-- Exercise requirements --
Please print the full listing exactly.

-- Entries provided --
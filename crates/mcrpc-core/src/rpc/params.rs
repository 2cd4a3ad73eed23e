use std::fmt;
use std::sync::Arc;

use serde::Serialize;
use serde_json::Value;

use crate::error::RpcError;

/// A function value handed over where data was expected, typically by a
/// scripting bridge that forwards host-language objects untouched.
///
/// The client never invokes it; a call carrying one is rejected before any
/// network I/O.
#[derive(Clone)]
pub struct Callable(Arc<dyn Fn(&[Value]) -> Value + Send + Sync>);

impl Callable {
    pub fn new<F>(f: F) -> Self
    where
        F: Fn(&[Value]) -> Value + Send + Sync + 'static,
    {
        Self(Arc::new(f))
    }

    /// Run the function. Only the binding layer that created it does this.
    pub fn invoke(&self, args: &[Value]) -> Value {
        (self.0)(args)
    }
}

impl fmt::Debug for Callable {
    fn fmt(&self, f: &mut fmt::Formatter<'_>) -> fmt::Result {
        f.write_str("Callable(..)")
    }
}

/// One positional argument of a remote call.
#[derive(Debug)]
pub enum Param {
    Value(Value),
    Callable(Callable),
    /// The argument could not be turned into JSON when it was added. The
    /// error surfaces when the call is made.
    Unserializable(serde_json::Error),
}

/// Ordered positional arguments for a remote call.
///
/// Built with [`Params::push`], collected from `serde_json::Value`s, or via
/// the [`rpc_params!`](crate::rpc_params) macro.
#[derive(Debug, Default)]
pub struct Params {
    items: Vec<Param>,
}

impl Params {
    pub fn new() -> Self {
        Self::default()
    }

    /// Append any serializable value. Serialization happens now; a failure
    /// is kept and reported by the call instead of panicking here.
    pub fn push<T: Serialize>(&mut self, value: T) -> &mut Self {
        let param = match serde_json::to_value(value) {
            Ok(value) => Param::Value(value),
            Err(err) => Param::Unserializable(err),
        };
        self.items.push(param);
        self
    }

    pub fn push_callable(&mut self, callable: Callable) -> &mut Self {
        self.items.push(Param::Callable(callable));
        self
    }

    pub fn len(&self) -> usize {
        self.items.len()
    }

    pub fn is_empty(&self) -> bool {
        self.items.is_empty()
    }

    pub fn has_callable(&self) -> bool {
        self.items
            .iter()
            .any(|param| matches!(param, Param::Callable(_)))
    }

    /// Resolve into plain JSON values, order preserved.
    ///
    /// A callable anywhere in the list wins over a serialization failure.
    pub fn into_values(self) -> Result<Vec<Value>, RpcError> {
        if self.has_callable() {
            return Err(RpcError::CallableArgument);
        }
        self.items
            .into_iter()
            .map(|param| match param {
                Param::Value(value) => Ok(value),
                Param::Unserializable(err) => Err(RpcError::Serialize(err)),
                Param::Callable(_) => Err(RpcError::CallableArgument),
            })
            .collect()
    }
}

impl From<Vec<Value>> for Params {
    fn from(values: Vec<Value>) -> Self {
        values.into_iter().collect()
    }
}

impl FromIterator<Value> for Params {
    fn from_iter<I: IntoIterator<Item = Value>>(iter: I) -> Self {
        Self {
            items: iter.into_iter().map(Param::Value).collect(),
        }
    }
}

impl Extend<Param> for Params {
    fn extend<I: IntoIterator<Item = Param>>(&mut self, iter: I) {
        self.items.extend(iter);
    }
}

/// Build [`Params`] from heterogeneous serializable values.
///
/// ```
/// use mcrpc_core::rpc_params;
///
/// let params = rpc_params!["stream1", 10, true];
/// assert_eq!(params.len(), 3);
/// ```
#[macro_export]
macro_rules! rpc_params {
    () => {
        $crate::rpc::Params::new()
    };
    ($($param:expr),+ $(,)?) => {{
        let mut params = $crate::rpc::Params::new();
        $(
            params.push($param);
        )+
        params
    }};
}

-- Solved exercise --
filename crates/mcrpc-core/src/rpc/params.rs
repository 2cd4a3ad73eed23e
use std::fmt;
use std::sync::Arc;

use serde::Serialize;
use serde_json::Value;

use crate::error::RpcError;

/// A function value handed over where data was expected, typically by a
/// scripting bridge that forwards host-language objects untouched.
///
/// The client never invokes it; a call carrying one is rejected before any
/// network I/O.
#[derive(Clone)]
pub struct Callable(Arc<dyn Fn(&[Value]) -> Value + Send + Sync>);

impl Callable {
    pub fn new<F>(f: F) -> Self
    where
        F: Fn(&[Value]) -> Value + Send + Sync + 'static,
    {
        Self(Arc::new(f))
    }

    /// Run the function. Only the binding layer that created it does this.
    pub fn invoke(&self, args: &[Value]) -> Value {
        (self.0)(args)
    }
}

impl fmt::Debug for Callable {
    fn fmt(&self, f: &mut fmt::Formatter<'_>) -> fmt::Result {
        f.write_str("Callable(..)")
    }
}

/// One positional argument of a remote call.
#[derive(Debug)]
pub enum Param {
    Value(Value),
    Callable(Callable),
    /// The argument could not be turned into JSON when it was added. The
    /// error surfaces when the call is made.
    Unserializable(serde_json::Error),
}

/// Ordered positional arguments for a remote call.
///
/// Built with [`Params::push`], collected from `serde_json::Value`s, or via
/// the [`rpc_params!`](crate::rpc_params) macro.
#[derive(Debug, Default)]
pub struct Params {
    items: Vec<Param>,
}

impl Params {
    pub fn new() -> Self {
        Self::default()
    }

    /// Append any serializable value. Serialization happens now; a failure
    /// is kept and reported by the call instead of panicking here.
    pub fn push<T: Serialize>(&mut self, value: T) -> &mut Self {
        let param = match serde_json::to_value(value) {
            Ok(value) => Param::Value(value),
            Err(err) => Param::Unserializable(err),
        };
        self.items.push(param);
        self
    }

    pub fn push_callable(&mut self, callable: Callable) -> &mut Self {
        self.items.push(Param::Callable(callable));
        self
    }

    pub fn len(&self) -> usize {
        self.items.len()
    }

    pub fn is_empty(&self) -> bool {
        self.items.is_empty()
    }

    pub fn has_callable(&self) -> bool {
        self.items
            .iter()
            .any(|param| matches!(param, Param::Callable(_)))
    }

    /// Resolve into plain JSON values, order preserved.
    ///
    /// A callable anywhere in the list wins over a serialization failure.
    pub fn into_values(self) -> Result<Vec<Value>, RpcError> {
        if self.has_callable() {
            return Err(RpcError::CallableArgument);
        }
        self.items
            .into_iter()
            .map(|param| match param {
                Param::Value(value) => Ok(value),
                Param::Unserializable(err) => Err(RpcError::Serialize(err)),
                Param::Callable(_) => Err(RpcError::CallableArgument),
            })
            .collect()
    }
}

impl From<Vec<Value>> for Params {
    fn from(values: Vec<Value>) -> Self {
        values.into_iter().collect()
    }
}

impl FromIterator<Value> for Params {
    fn from_iter<I: IntoIterator<Item = Value>>(iter: I) -> Self {
        Self {
            items: iter.into_iter().map(Param::Value).collect(),
        }
    }
}

impl Extend<Param> for Params {
    fn extend<I: IntoIterator<Item = Param>>(&mut self, iter: I) {
        self.items.extend(iter);
    }
}

/// Build [`Params`] from heterogeneous serializable values.
///
/// ```
/// use mcrpc_core::rpc_params;
///
/// let params = rpc_params!["stream1", 10, true];
/// assert_eq!(params.len(), 3);
/// ```
#[macro_export]
macro_rules! rpc_params {
    () => {
        $crate::rpc::Params::new()
    };
    ($($param:expr),+ $(,)?) => {{
        let mut params = $crate::rpc::Params::new();
        $(
            params.push($param);
        )+
        params
    }};
}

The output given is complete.